──────── ENTRIES PROVIDED ────────

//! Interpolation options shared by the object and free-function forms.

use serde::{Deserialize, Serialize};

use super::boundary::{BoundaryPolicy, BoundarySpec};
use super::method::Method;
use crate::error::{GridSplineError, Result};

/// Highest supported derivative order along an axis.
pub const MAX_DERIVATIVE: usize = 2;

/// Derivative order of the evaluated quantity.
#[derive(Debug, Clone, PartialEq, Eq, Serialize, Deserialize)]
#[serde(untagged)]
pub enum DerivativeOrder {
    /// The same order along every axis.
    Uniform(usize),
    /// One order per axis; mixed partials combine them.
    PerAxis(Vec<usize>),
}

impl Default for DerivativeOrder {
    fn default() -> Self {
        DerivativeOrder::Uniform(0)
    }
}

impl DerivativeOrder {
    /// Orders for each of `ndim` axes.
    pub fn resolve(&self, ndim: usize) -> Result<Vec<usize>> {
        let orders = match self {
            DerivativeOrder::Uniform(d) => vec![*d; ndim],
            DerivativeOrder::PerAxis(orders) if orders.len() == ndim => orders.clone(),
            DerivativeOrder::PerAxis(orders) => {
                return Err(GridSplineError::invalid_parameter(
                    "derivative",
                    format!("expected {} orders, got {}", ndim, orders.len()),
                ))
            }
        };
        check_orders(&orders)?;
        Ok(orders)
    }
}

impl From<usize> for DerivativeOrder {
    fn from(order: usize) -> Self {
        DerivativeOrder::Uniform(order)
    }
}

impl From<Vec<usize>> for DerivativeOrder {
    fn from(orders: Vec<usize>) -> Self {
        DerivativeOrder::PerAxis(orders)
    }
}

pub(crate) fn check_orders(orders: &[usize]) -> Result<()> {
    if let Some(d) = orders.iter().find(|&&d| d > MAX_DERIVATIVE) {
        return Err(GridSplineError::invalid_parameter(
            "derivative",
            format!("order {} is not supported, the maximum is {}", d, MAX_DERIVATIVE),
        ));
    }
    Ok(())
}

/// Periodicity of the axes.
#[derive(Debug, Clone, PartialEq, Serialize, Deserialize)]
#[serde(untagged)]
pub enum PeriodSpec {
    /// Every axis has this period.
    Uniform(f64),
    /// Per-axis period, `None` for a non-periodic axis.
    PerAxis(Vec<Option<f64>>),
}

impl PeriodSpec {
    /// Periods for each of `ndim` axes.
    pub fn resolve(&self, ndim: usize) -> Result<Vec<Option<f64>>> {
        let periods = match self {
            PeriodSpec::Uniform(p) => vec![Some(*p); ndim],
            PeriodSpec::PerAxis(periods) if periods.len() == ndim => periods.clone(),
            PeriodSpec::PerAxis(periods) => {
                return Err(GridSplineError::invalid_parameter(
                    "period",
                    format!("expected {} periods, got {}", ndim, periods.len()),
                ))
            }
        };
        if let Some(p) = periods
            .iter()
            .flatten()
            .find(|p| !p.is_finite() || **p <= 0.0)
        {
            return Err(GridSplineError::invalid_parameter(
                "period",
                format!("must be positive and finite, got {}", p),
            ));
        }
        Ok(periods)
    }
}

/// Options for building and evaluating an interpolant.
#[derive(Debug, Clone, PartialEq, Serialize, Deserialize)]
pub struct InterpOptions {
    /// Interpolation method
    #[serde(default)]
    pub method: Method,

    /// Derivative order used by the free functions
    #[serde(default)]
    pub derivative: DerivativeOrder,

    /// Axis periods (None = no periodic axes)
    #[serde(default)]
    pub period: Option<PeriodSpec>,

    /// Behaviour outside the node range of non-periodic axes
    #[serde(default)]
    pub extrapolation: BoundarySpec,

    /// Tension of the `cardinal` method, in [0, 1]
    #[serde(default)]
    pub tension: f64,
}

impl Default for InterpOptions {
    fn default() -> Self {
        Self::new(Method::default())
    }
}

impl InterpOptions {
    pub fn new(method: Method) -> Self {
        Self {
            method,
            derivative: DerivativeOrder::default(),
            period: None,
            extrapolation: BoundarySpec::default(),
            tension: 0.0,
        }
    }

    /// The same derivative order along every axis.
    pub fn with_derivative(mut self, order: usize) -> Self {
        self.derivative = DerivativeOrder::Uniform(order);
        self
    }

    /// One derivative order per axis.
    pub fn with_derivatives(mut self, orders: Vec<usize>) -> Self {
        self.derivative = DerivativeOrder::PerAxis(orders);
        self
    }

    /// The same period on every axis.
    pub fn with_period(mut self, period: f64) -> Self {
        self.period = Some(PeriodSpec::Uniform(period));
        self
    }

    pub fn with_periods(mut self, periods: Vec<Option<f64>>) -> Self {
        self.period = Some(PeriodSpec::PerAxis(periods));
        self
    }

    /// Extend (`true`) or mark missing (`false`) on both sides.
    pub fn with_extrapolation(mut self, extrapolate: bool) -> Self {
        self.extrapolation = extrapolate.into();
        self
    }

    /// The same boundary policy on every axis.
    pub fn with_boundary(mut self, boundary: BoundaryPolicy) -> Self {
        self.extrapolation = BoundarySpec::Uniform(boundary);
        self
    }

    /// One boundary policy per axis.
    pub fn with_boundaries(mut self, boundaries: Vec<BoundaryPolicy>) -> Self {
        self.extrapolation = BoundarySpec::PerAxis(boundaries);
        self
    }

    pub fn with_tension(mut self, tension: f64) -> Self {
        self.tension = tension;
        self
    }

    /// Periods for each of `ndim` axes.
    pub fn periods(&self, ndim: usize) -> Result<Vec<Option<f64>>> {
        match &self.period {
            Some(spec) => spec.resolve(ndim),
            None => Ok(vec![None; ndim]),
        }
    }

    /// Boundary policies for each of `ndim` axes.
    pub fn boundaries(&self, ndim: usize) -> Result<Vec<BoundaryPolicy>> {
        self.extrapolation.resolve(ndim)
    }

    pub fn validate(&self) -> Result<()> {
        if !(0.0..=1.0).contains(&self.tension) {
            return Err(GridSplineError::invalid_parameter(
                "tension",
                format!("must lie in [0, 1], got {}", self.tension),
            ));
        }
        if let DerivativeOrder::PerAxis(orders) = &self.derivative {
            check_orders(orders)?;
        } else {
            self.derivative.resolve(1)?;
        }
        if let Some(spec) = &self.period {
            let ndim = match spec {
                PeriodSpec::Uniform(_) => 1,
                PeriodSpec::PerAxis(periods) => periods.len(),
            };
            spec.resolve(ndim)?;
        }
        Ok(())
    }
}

────────

ACTION ITEM → Look through the records and gather every line containing "extrapolate".

RESULT OF THIS TASK →
    pub fn with_extrapolation(mut self, extrapolate: bool) -> Self {
        self.extrapolation = extrapolate.into();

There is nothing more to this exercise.